### The task:
Check every line of the data below for the word "mysql" and say how many have it, without further comment.
── Source information ──
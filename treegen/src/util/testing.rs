use std::sync::Once;
use tracing::{debug, info};
use tracing_subscriber::{
    fmt::{self, format::FmtSpan},
    prelude::*,
    EnvFilter,
};

static TEST_SETUP: Once = Once::new();

/// Install the global test subscriber once per test binary.
///
/// Honors `RUST_LOG`; defaults to `debug`.
pub fn init_test_setup() {
    TEST_SETUP.call_once(|| {
        // global logging subscriber, used by all tracing log macros
        setup_test_logging();
        info!("Test Setup complete");
    });
}

fn setup_test_logging() {
    let env_filter = EnvFilter::try_from_default_env().unwrap_or_else(|_| EnvFilter::new("debug"));

    let subscriber = tracing_subscriber::registry().with(
        fmt::layer()
            .with_test_writer()
            .with_target(true)
            .with_thread_names(false)
            .with_span_events(FmtSpan::CLOSE)
            .with_filter(env_filter),
    );

    // Only set if we haven't already set a global subscriber
    if tracing::dispatcher::has_been_set() {
        debug!("Tracing subscriber already set");
    } else {
        subscriber.try_init().unwrap_or_else(|e| {
            eprintln!("Error: Failed to set up logging: {}", e);
        });
    }
}
//! Debug printer for the raw edge stream

use std::io::Write;

use tracing::{info, instrument};

use crate::application::{ApplicationResult, IoResultExt};
use crate::domain::level_order_edges;

/// Prints `parent, child` lines, preceded by a line echoing the arguments.
#[derive(Debug, Default)]
pub struct TreePrinter;

impl TreePrinter {
    pub fn new() -> Self {
        Self
    }

    /// Returns the number of edges written.
    #[instrument(skip(self, out))]
    pub fn print(&self, n: u64, n_nodes: u64, out: &mut dyn Write) -> ApplicationResult<u64> {
        let edges = level_order_edges(n, n_nodes)?;

        writeln!(out, "n: {}, n_nodes: {}", n, n_nodes).write_context("tree arguments")?;
        let mut written = 0;
        for edge in edges {
            writeln!(out, "{}", edge).write_context("tree edge")?;
            written += 1;
        }
        out.flush().write_context("tree")?;

        info!("wrote {} edges", written);
        Ok(written)
    }
}
//! Org-chart generator
//!
//! Renders an employee table where every employee reports to the parent of
//! its node in a complete n-ary tree.

use std::io::Write;

use tracing::{info, instrument};

use crate::application::{ApplicationResult, IoResultExt};
use crate::domain::{level_order_edges, Employee};
use crate::infrastructure::traits::NameProvider;

/// First line of the generated table.
pub const TITLE: &str = "An Employee Database";
/// Column header line.
pub const HEADER: &str = "id, emp_id, emp_name, mgr_id";
/// Lines preceding the first employee row.
pub const PREAMBLE_LINES: usize = 2;

/// Service producing the employee table.
pub struct OrgChartService {
    names: Box<dyn NameProvider>,
}

impl OrgChartService {
    pub fn new(names: Box<dyn NameProvider>) -> Self {
        Self { names }
    }

    /// Employees in node-index order: the root, then one per enumerated edge.
    ///
    /// Names are drawn in the same order, so each name is tied to a node index.
    pub fn employees(
        &mut self,
        n_children: u64,
        n_total: u64,
    ) -> ApplicationResult<impl Iterator<Item = Employee> + '_> {
        let edges = level_order_edges(n_children, n_total)?;
        let names = &mut self.names;
        let root = Employee::root(names.next_name());
        let reports = edges
            .zip(2u64..)
            .map(move |(edge, id)| Employee::from_edge(id, edge, names.next_name()));
        Ok(std::iter::once(root).chain(reports))
    }

    /// Write the full table to `out`; returns the number of employee rows.
    #[instrument(skip(self, out))]
    pub fn generate(
        &mut self,
        n_children: u64,
        n_total: u64,
        out: &mut dyn Write,
    ) -> ApplicationResult<u64> {
        let employees = self.employees(n_children, n_total)?;

        writeln!(out, "{}", TITLE).write_context("org chart title")?;
        writeln!(out, "{}", HEADER).write_context("org chart header")?;
        let mut rows = 0;
        for employee in employees {
            writeln!(out, "{}", employee).write_context("org chart row")?;
            rows += 1;
        }
        out.flush().write_context("org chart")?;

        info!("wrote {} employees", rows);
        Ok(rows)
    }
}

#[cfg(test)]
mod tests {
    use super::*;
    use crate::domain::DomainError;
    use crate::application::ApplicationError;
    use crate::infrastructure::traits::SequentialNameProvider;

    fn service() -> OrgChartService {
        OrgChartService::new(Box::new(SequentialNameProvider::default()))
    }

    #[test]
    fn given_two_children_three_total_when_generating_then_four_rows() {
        let mut out = Vec::new();
        let rows = service().generate(2, 3, &mut out).unwrap();

        assert_eq!(rows, 4);
        let text = String::from_utf8(out).unwrap();
        let expected = "\
An Employee Database
id, emp_id, emp_name, mgr_id
1, 1, Employee 1, NULL
2, 2, Employee 2, 1
3, 3, Employee 3, 1
4, 4, Employee 4, 2
";
        assert_eq!(text, expected);
    }

    #[test]
    fn given_zero_total_when_generating_then_only_root() {
        let mut out = Vec::new();
        let rows = service().generate(3, 0, &mut out).unwrap();
        assert_eq!(rows, 1);
        assert!(String::from_utf8(out).unwrap().ends_with("1, 1, Employee 1, NULL\n"));
    }

    #[test]
    fn given_zero_children_when_generating_then_nothing_written() {
        let mut out = Vec::new();
        let err = service().generate(0, 5, &mut out).unwrap_err();
        assert!(matches!(
            err,
            ApplicationError::Domain(DomainError::InvalidArgument { .. })
        ));
        assert!(out.is_empty());
    }
}
//! Command dispatch: settings, service wiring and output destinations

use std::io;

use clap::CommandFactory;
use clap_complete::{generate, Shell};
use tracing::{debug, instrument};

use crate::cli::args::{Cli, Commands, ConfigCommands};
use crate::cli::output;
use crate::cli::CliResult;
use crate::config::{global_config_path, Settings};
use crate::infrastructure::di::ServiceContainer;
use crate::infrastructure::output::OutputTarget;

pub fn execute_command(cli: &Cli) -> CliResult<()> {
    match &cli.command {
        Commands::Completion { shell } => cmd_completion(*shell),
        Commands::Config { command } => cmd_config(command),
        command => {
            let settings = Settings::load()?;
            run(command, settings)
        }
    }
}

fn run(command: &Commands, mut settings: Settings) -> CliResult<()> {
    match command {
        Commands::OrgChart {
            n_children,
            n_total,
            seed,
        } => cmd_org_chart(&ServiceContainer::new(settings), *n_children, *n_total, *seed),
        Commands::Tree { n, n_nodes } => cmd_tree(&ServiceContainer::new(settings), *n, *n_nodes),
        Commands::ImportScript {
            user,
            database,
            table,
            csv,
        } => {
            let mysql = &mut settings.mysql;
            override_with(&mut mysql.user, user);
            override_with(&mut mysql.database, database);
            override_with(&mut mysql.table, table);
            if csv.is_some() {
                mysql.csv = csv.clone();
            }
            cmd_import_script(&ServiceContainer::new(settings))
        }
        Commands::JoinBench {
            tables,
            rows,
            database,
            output,
        } => {
            let bench = &mut settings.join_bench;
            override_with(&mut bench.tables, tables);
            override_with(&mut bench.rows, rows);
            override_with(&mut bench.database, database);
            override_with(&mut bench.output, output);
            cmd_join_bench(&ServiceContainer::new(settings))
        }
        Commands::Config { .. } | Commands::Completion { .. } => Ok(()),
    }
}

/// Command-line flags replace configured values.
fn override_with<T: Clone>(target: &mut T, flag: &Option<T>) {
    if let Some(value) = flag {
        *target = value.clone();
    }
}

#[instrument(skip(container))]
fn cmd_org_chart(
    container: &ServiceContainer,
    n_children: u64,
    n_total: u64,
    seed: Option<u64>,
) -> CliResult<()> {
    let mut out = OutputTarget::Stdout.open()?;
    let rows = container
        .org_chart_service(seed)
        .generate(n_children, n_total, &mut *out)?;
    debug!("org chart: {} rows", rows);
    Ok(())
}

#[instrument(skip(container))]
fn cmd_tree(container: &ServiceContainer, n: u64, n_nodes: u64) -> CliResult<()> {
    let mut out = OutputTarget::Stdout.open()?;
    let edges = container.tree_printer().print(n, n_nodes, &mut *out)?;
    debug!("tree: {} edges", edges);
    Ok(())
}

#[instrument(skip(container))]
fn cmd_import_script(container: &ServiceContainer) -> CliResult<()> {
    let mut out = OutputTarget::Stdout.open()?;
    container.sql_script_service().import_script(&mut *out)?;
    Ok(())
}

#[instrument(skip(container))]
fn cmd_join_bench(container: &ServiceContainer) -> CliResult<()> {
    let target = OutputTarget::parse(&container.settings.join_bench.output);
    let mut out = target.open()?;
    let statements = container.sql_script_service().join_bench_script(&mut *out)?;
    if let OutputTarget::File(_) = target {
        output::success(&format!("wrote {} statements to {}", statements, target));
    }
    Ok(())
}

fn cmd_config(command: &ConfigCommands) -> CliResult<()> {
    match command {
        ConfigCommands::Show => {
            let settings = Settings::load()?;
            output::info(&settings.to_toml()?);
        }
        ConfigCommands::Path => match global_config_path() {
            Some(path) => {
                let state = if path.exists() { "" } else { " (not found)" };
                output::info(&format!("{}{}", path.display(), state));
            }
            None => output::warning("no config directory on this platform"),
        },
        ConfigCommands::Template => output::info(&Settings::template()),
    }
    Ok(())
}

fn cmd_completion(shell: Shell) -> CliResult<()> {
    let mut cmd = Cli::command();
    let name = cmd.get_name().to_string();
    generate(shell, &mut cmd, name, &mut io::stdout());
    Ok(())
}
───
### Answer box:
5